Let’s look at the more likely case with levered returns. Freeholds are cash flow positive, and because they have better rent yields, you end up seeing levered returns of 15% still, so it’s still a good investment.

But on the condo side, you’ll find that condos aren’t cash flowing very well. And after you deduct the interest, it turns out the levered ROI is even lower at 6.4%, so when you compare it to risk-free 1-year GICs, for example, the condo numbers don’t look that great until prices drop more.

Toronto Real Estate Returns Future

Honestly, it’s hard to tell what the point is. Some real estate investors might be comfortable with similar cash flows to pre-rate hikes. and to get there at these current interest rates, prices might have to come down 15%. 

But note that at these prices, the cap rate is around 4%, and so the levered returns are still not that high at 6.8%, so we don’t suspect many investors will jump to buy at these prices unless the appreciation assumptions come back up. 

If appreciation assumptions go to 4%, then the levered ROI goes to 11%, so that’s something that might change as market conditions change.

In the meantime, we believe condos will be more popular among end-users. They are easy to maintain, they have great amenities, and they are still the most affordable home purchase option for new homebuyers.

But if that’s the case, the mortgage payments would still need to get to more affordable levels compared to before rate hikes.

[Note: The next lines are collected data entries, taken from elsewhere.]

use crate::morpion::{BoardState, Coord};

/// A fully materialized game tree rooted at one board.
///
/// Children follow the row-major order of the empty cells they fill.
#[derive(Debug, Clone)]
pub struct GameTree {
    board: BoardState,
    children: Vec<GameTree>,
}

impl GameTree {
    /// Expand every legal continuation of `board` down to `depth` plies.
    /// Terminal boards and exhausted depth give leaves.
    pub fn build(board: BoardState, depth: usize) -> Self {
        let mut node = GameTree {
            board,
            children: Vec::new(),
        };

        if depth == 0 || board.is_terminal() {
            return node;
        }

        let mover = board.turn();
        node.children = board
            .legal_moves()
            .into_iter()
            .filter_map(|c| board.apply_move(mover, c.x(), c.y()).ok())
            .map(|next| GameTree::build(next, depth - 1))
            .collect();

        node
    }

    pub fn board(&self) -> &BoardState {
        &self.board
    }

    pub fn children(&self) -> &[GameTree] {
        &self.children
    }

    pub fn is_leaf(&self) -> bool {
        self.children.is_empty()
    }

    pub fn node_count(&self) -> usize {
        1 + self.children.iter().map(GameTree::node_count).sum::<usize>()
    }

    pub fn leaf_count(&self) -> usize {
        if self.is_leaf() {
            1
        } else {
            self.children.iter().map(GameTree::leaf_count).sum()
        }
    }

    /// The child reached by playing `c` from this node.
    pub fn child_for(&self, c: Coord) -> Option<&GameTree> {
        self.children
            .iter()
            .find(|child| self.board.diff(&child.board) == Some(c))
    }

    /// Give up this node and keep only the subtree whose board is `board`.
    pub fn into_child(self, board: &BoardState) -> Option<GameTree> {
        self.children.into_iter().find(|child| child.board == *board)
    }
}
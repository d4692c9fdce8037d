use thiserror::Error;
use tracing::{debug, trace};

use crate::morpion::{BoardState, Coord};

pub mod eval;
pub mod tree;

pub use eval::{evaluate, Score};
pub use tree::GameTree;

/// Plies the tree is built to; more than enough to reach every end of a 3x3 game.
pub const DEPTH_BOUND: usize = 10;

/// Lookahead used when scoring each candidate move.
pub const LOOKAHEAD: usize = 10;

#[derive(Debug, Clone, Copy, PartialEq, Eq, Error)]
pub enum SearchError {
    #[error("no child of the search tree differs from the current board")]
    NoDifferingChildFound,
}

/// Plain depth-bounded minimax over an already built tree.
///
/// Nodes without children that are not won (a full board, or a node cut off
/// by the tree's own depth) are worth 0 rather than an infinite sentinel.
pub fn minimax(node: &GameTree, depth: usize, maximizing: bool) -> Score {
    if depth == 0 || node.board().is_won() {
        return evaluate(node.board());
    }

    let values = node
        .children()
        .iter()
        .map(|child| minimax(child, depth - 1, !maximizing));

    let best = if maximizing {
        values.max()
    } else {
        values.min()
    };

    best.unwrap_or(0)
}

pub fn select_move(current: &BoardState, node: &GameTree) -> Result<Coord, SearchError> {
    select_move_with_depth(current, node, LOOKAHEAD)
}

/// Pick the child of `node` with the lowest score, scoring each child with
/// X to move next, and report the cell it fills.
///
/// Ties keep the earliest child in row-major order.
pub fn select_move_with_depth(
    current: &BoardState,
    node: &GameTree,
    lookahead: usize,
) -> Result<Coord, SearchError> {
    let mut best: Option<(Score, &GameTree)> = None;

    for child in node.children() {
        let score = minimax(child, lookahead, true);
        trace!(mov = ?current.diff(child.board()), score, "scored candidate");

        if best.map_or(true, |(s, _)| score < s) {
            best = Some((score, child));
        }
    }

    let (score, child) = best.ok_or(SearchError::NoDifferingChildFound)?;
    let mov = current
        .diff(child.board())
        .ok_or(SearchError::NoDifferingChildFound)?;

    debug!(%mov, score, "selected move");
    Ok(mov)
}

pub fn recommend_move(board: BoardState) -> Result<Coord, SearchError> {
    recommend_move_with_depth(board, DEPTH_BOUND)
}

/// Build a fresh tree from `board` and run move selection over it.
pub fn recommend_move_with_depth(board: BoardState, depth: usize) -> Result<Coord, SearchError> {
    let tree = GameTree::build(board, depth);
    debug!(
        nodes = tree.node_count(),
        leaves = tree.leaf_count(),
        depth,
        "built game tree"
    );

    select_move_with_depth(&board, &tree, depth)
}
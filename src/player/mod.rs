use std::io;

use thiserror::Error;

use crate::morpion::{BoardState, Coord};
use crate::search::SearchError;

pub mod human;
pub mod minimax;
pub mod random;

pub use human::HumanPlayer;
pub use minimax::MinimaxPlayer;
pub use random::RandomPlayer;

#[derive(Debug, Error)]
pub enum PlayerError {
    #[error(transparent)]
    Search(#[from] SearchError),

    #[error("no empty cell left to play")]
    NoMoves,

    #[error("input closed before a move was entered")]
    InputClosed,

    #[error("console i/o failed: {0}")]
    Io(#[from] io::Error),
}

pub trait Player {
    /// Choose a cell for the side to move on `board`.
    fn make_move(&mut self, board: BoardState) -> Result<Coord, PlayerError>;

    fn ident(&self) -> &'static str;
}
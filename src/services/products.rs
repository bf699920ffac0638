use crate::ADMIN_ROLES;
use crate::auth::AuthenticatedUser;
use crate::domain::product::{Product, ProductRequest};
use crate::domain::types::ProductId;
use crate::dto::master_data::ProductsPageData;
use crate::forms::master_data::ProductForm;
use crate::repository::{ProductReader, ProductWriter};
use crate::services::{ServiceResult, ensure_role, log_failure};

pub async fn list_products<R>(repo: &R, user: &AuthenticatedUser) -> ServiceResult<ProductsPageData>
where
    R: ProductReader + ?Sized,
{
    ensure_role(user, ADMIN_ROLES)?;

    let products = repo
        .list_products()
        .await
        .map_err(log_failure("list products"))?;

    Ok(ProductsPageData { products })
}

pub async fn create_product<R>(
    repo: &R,
    user: &AuthenticatedUser,
    form: ProductForm,
) -> ServiceResult<Product>
where
    R: ProductWriter + ?Sized,
{
    ensure_role(user, ADMIN_ROLES)?;

    let request = ProductRequest::try_from(form)?;

    repo.create_product(&request)
        .await
        .map_err(log_failure("create the product"))
}

pub async fn update_product<R>(
    repo: &R,
    user: &AuthenticatedUser,
    product_id: i64,
    form: ProductForm,
) -> ServiceResult<Product>
where
    R: ProductWriter + ?Sized,
{
    ensure_role(user, ADMIN_ROLES)?;

    let product_id = ProductId::new(product_id)?;
    let request = ProductRequest::try_from(form)?;

    repo.update_product(product_id, &request)
        .await
        .map_err(log_failure("update the product"))
}

pub async fn delete_product<R>(repo: &R, user: &AuthenticatedUser, product_id: i64) -> ServiceResult<()>
where
    R: ProductWriter + ?Sized,
{
    ensure_role(user, ADMIN_ROLES)?;

    repo.delete_product(ProductId::new(product_id)?)
        .await
        .map_err(log_failure("delete the product"))
}
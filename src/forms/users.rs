use serde::Deserialize;
use validator::Validate;

use crate::domain::types::{Email, EntityName, MachineId, Username};
use crate::domain::user::{Role, UserRequest};
use crate::forms::{FormError, checkbox, parse_id};

/// Posted by the user dialog; `machine_ids` may repeat.
#[derive(Debug, Default, Deserialize, Validate)]
pub struct UserForm {
    #[validate(length(min = 1))]
    pub username: String,
    #[serde(default)]
    pub password: String,
    #[validate(email)]
    pub email: String,
    #[validate(length(min = 1))]
    pub full_name: String,
    pub role: String,
    #[serde(default)]
    pub active: Option<String>,
    #[serde(default)]
    pub machine_ids: Vec<String>,
}

impl UserForm {
    /// Converts the form; a password is mandatory only for new users.
    pub fn into_request(self, is_new: bool) -> Result<UserRequest, FormError> {
        let password = Some(self.password.trim().to_string()).filter(|p| !p.is_empty());
        if is_new && password.is_none() {
            return Err(FormError::Required("password"));
        }
        let role: Role = self
            .role
            .parse()
            .map_err(|source| FormError::Invalid { field: "role", source })?;
        let machine_ids = self
            .machine_ids
            .iter()
            .filter(|raw| !raw.trim().is_empty())
            .map(|raw| parse_id::<MachineId>("machine_ids", raw))
            .collect::<Result<Vec<_>, _>>()?;

        Ok(UserRequest {
            username: Username::new(self.username).map_err(|_| FormError::Required("username"))?,
            password,
            email: Email::new(self.email).map_err(|source| FormError::Invalid {
                field: "email",
                source,
            })?,
            full_name: EntityName::new(self.full_name)
                .map_err(|_| FormError::Required("full_name"))?,
            role,
            active: checkbox(&self.active),
            machine_ids,
        })
    }
}
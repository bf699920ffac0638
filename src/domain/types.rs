//! Strongly-typed value objects used by domain entities.
//!
//! These wrappers enforce basic invariants (e.g., positive identifiers,
//! trimmed non-empty names, normalized codes) so that once a value reaches the
//! domain layer it can be treated as trusted.
use std::fmt::{Display, Formatter};
use std::ops::Deref;

use serde::{Deserialize, Serialize};
use thiserror::Error;
use validator::ValidateEmail;

/// Errors produced when attempting to construct a constrained value object.
#[derive(Debug, Error, PartialEq, Eq)]
pub enum TypeConstraintError {
    /// Provided identifier is zero or negative.
    #[error("id must be greater than zero")]
    NonPositiveId,
    /// Provided email failed format validation.
    #[error("invalid email address")]
    InvalidEmail,
    /// Provided string contained no non-whitespace characters.
    #[error("value cannot be empty")]
    EmptyString,
    /// Provided value failed custom validation.
    #[error("invalid value: {0}")]
    InvalidValue(String),
    /// Provided number could not be parsed.
    #[error("invalid number: {0}")]
    InvalidNumber(String),
}

/// Macro to generate lightweight newtypes for positive backend identifiers.
macro_rules! id_newtype {
    ($name:ident, $doc:expr) => {
        #[doc = $doc]
        #[derive(Clone, Copy, Debug, Serialize, Deserialize, PartialEq, Eq, PartialOrd, Ord, Hash)]
        pub struct $name(i64);

        impl $name {
            /// Creates a new identifier ensuring it is greater than zero.
            pub fn new(value: i64) -> Result<Self, TypeConstraintError> {
                if value > 0 {
                    Ok(Self(value))
                } else {
                    Err(TypeConstraintError::NonPositiveId)
                }
            }

            /// Returns the raw `i64` backing this identifier.
            pub const fn get(self) -> i64 {
                self.0
            }
        }

        impl Display for $name {
            fn fmt(&self, f: &mut Formatter<'_>) -> std::fmt::Result {
                write!(f, "{}", self.0)
            }
        }

        impl TryFrom<i64> for $name {
            type Error = TypeConstraintError;

            fn try_from(value: i64) -> Result<Self, Self::Error> {
                Self::new(value)
            }
        }

        impl From<$name> for i64 {
            fn from(value: $name) -> Self {
                value.0
            }
        }
    };
}

id_newtype!(CompanyId, "Unique identifier for a company.");
id_newtype!(LocationId, "Unique identifier for a location.");
id_newtype!(MachineId, "Unique identifier for a machine.");
id_newtype!(ProductId, "Unique identifier for a product.");
id_newtype!(UserId, "Unique identifier for a backend user.");
id_newtype!(TemplateId, "Unique identifier for a QC form template.");
id_newtype!(SectionId, "Unique identifier for a QC form section.");
id_newtype!(FieldId, "Unique identifier for a QC form field.");
id_newtype!(RecordId, "Unique identifier for a QC form record.");
id_newtype!(TaskId, "Unique identifier for a task assignment.");

/// Wrapper for non-empty, trimmed strings.
#[derive(Clone, Debug, Serialize, Deserialize, PartialEq, Eq, Hash)]
pub struct NonEmptyString(String);

impl NonEmptyString {
    /// Trims whitespace and rejects empty inputs.
    pub fn new<S: Into<String>>(value: S) -> Result<Self, TypeConstraintError> {
        let trimmed = value.into().trim().to_string();
        if trimmed.is_empty() {
            return Err(TypeConstraintError::EmptyString);
        }
        Ok(Self(trimmed))
    }

    /// Borrow the inner string.
    pub fn as_str(&self) -> &str {
        &self.0
    }

    /// Consume the wrapper returning the owned string.
    pub fn into_inner(self) -> String {
        self.0
    }
}

impl Display for NonEmptyString {
    fn fmt(&self, f: &mut Formatter<'_>) -> std::fmt::Result {
        write!(f, "{}", self.0)
    }
}

macro_rules! non_empty_string_newtype {
    ($name:ident, $doc:expr) => {
        #[doc = $doc]
        #[derive(Clone, Debug, Serialize, Deserialize, PartialEq, Eq, PartialOrd, Ord, Hash)]
        pub struct $name(String);

        impl $name {
            /// Constructs a trimmed, non-empty value.
            pub fn new<S: Into<String>>(value: S) -> Result<Self, TypeConstraintError> {
                let inner = NonEmptyString::new(value)?;
                Ok(Self(inner.into_inner()))
            }

            /// Borrow the value as a string slice.
            pub fn as_str(&self) -> &str {
                &self.0
            }

            /// Consume the wrapper and return the owned string.
            pub fn into_inner(self) -> String {
                self.0
            }
        }

        impl Deref for $name {
            type Target = str;

            fn deref(&self) -> &Self::Target {
                &self.0
            }
        }

        impl Display for $name {
            fn fmt(&self, f: &mut Formatter<'_>) -> std::fmt::Result {
                write!(f, "{}", self.0)
            }
        }

        impl TryFrom<String> for $name {
            type Error = TypeConstraintError;

            fn try_from(value: String) -> Result<Self, Self::Error> {
                Self::new(value)
            }
        }

        impl TryFrom<&str> for $name {
            type Error = TypeConstraintError;

            fn try_from(value: &str) -> Result<Self, Self::Error> {
                Self::new(value)
            }
        }

        impl From<$name> for String {
            fn from(value: $name) -> Self {
                value.0
            }
        }
    };
}

non_empty_string_newtype!(
    EntityName,
    "Display name of a master-data record enforcing non-empty values."
);

non_empty_string_newtype!(
    FieldLabel,
    "Control point label enforcing trimmed, non-empty values."
);

non_empty_string_newtype!(
    RejectionReason,
    "Reason entered by a reviewer when rejecting a QC record."
);

non_empty_string_newtype!(Username, "Login name enforcing non-empty values.");

/// Master-data code, trimmed and upper-cased.
#[derive(Clone, Debug, Serialize, Deserialize, PartialEq, Eq, PartialOrd, Ord, Hash)]
pub struct EntityCode(String);

impl EntityCode {
    /// Trims, upper-cases and rejects empty codes.
    pub fn new<S: Into<String>>(value: S) -> Result<Self, TypeConstraintError> {
        let inner = NonEmptyString::new(value)?.into_inner();
        Ok(Self(inner.to_uppercase()))
    }

    pub fn as_str(&self) -> &str {
        &self.0
    }

    pub fn into_inner(self) -> String {
        self.0
    }
}

impl Display for EntityCode {
    fn fmt(&self, f: &mut Formatter<'_>) -> std::fmt::Result {
        write!(f, "{}", self.0)
    }
}

impl TryFrom<&str> for EntityCode {
    type Error = TypeConstraintError;

    fn try_from(value: &str) -> Result<Self, Self::Error> {
        Self::new(value)
    }
}

/// Lower-cased and validated email address.
#[derive(Clone, Debug, Serialize, Deserialize, PartialEq, Eq, Hash)]
pub struct Email(String);

impl Email {
    /// Validates and normalizes an email string.
    pub fn new<S: Into<String>>(email: S) -> Result<Self, TypeConstraintError> {
        let normalized = email.into().trim().to_lowercase();
        if normalized.validate_email() {
            Ok(Self(normalized))
        } else {
            Err(TypeConstraintError::InvalidEmail)
        }
    }

    /// Borrow the email as a `&str`.
    pub fn as_str(&self) -> &str {
        &self.0
    }

    /// Convert into the owned inner `String`.
    pub fn into_inner(self) -> String {
        self.0
    }
}

impl Display for Email {
    fn fmt(&self, f: &mut Formatter<'_>) -> std::fmt::Result {
        write!(f, "{}", self.0)
    }
}

/// Parses an optional numeric text input; blank input means "absent".
pub fn parse_optional_number(raw: &str) -> Result<Option<f64>, TypeConstraintError> {
    let trimmed = raw.trim();
    if trimmed.is_empty() {
        return Ok(None);
    }
    // Accept a decimal comma as typed on Turkish keyboards.
    let normalized = trimmed.replace(',', ".");
    match normalized.parse::<f64>() {
        Ok(value) if value.is_finite() => Ok(Some(value)),
        _ => Err(TypeConstraintError::InvalidNumber(trimmed.to_string())),
    }
}

#[cfg(test)]
mod tests {
    use super::*;

    #[test]
    fn ids_must_be_positive() {
        assert_eq!(MachineId::new(0), Err(TypeConstraintError::NonPositiveId));
        assert_eq!(RecordId::new(-3), Err(TypeConstraintError::NonPositiveId));
        assert_eq!(TemplateId::new(7).map(TemplateId::get), Ok(7));
    }

    #[test]
    fn ids_serialize_as_plain_numbers() {
        let id = CompanyId::new(12).unwrap();
        assert_eq!(serde_json::to_string(&id).unwrap(), "12");
        let parsed: CompanyId = serde_json::from_str("12").unwrap();
        assert_eq!(parsed, id);
    }

    #[test]
    fn entity_name_trims_and_rejects_blank() {
        assert_eq!(EntityName::new("  Press 1 ").unwrap().as_str(), "Press 1");
        assert_eq!(EntityName::new("   "), Err(TypeConstraintError::EmptyString));
    }

    #[test]
    fn entity_code_is_trimmed_and_upper_cased() {
        assert_eq!(EntityCode::new(" mk-01 ").unwrap().as_str(), "MK-01");
        assert_eq!(EntityCode::new("hat 2").unwrap().as_str(), "HAT 2");
        assert_eq!(EntityCode::new(""), Err(TypeConstraintError::EmptyString));
    }

    #[test]
    fn email_is_normalized() {
        assert_eq!(
            Email::new(" Operator@Example.COM ").unwrap().as_str(),
            "operator@example.com"
        );
        assert_eq!(Email::new("nope"), Err(TypeConstraintError::InvalidEmail));
    }

    #[test]
    fn optional_number_parsing() {
        assert_eq!(parse_optional_number(""), Ok(None));
        assert_eq!(parse_optional_number(" 12.5 "), Ok(Some(12.5)));
        assert_eq!(parse_optional_number("3,2"), Ok(Some(3.2)));
        assert!(parse_optional_number("abc").is_err());
    }
}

If mortgage payments need to be the same as pre-pandemic for them to be more affordable, then this would require a substantial 25%+ drop in price, which is hard to imagine at this point.

I also mentioned previously that investors will still be buying in this environment because, as you can see, the freehold numbers still work. And once more real estate investors see this, we expect there to be a continued shift towards cash-flowing freeholds.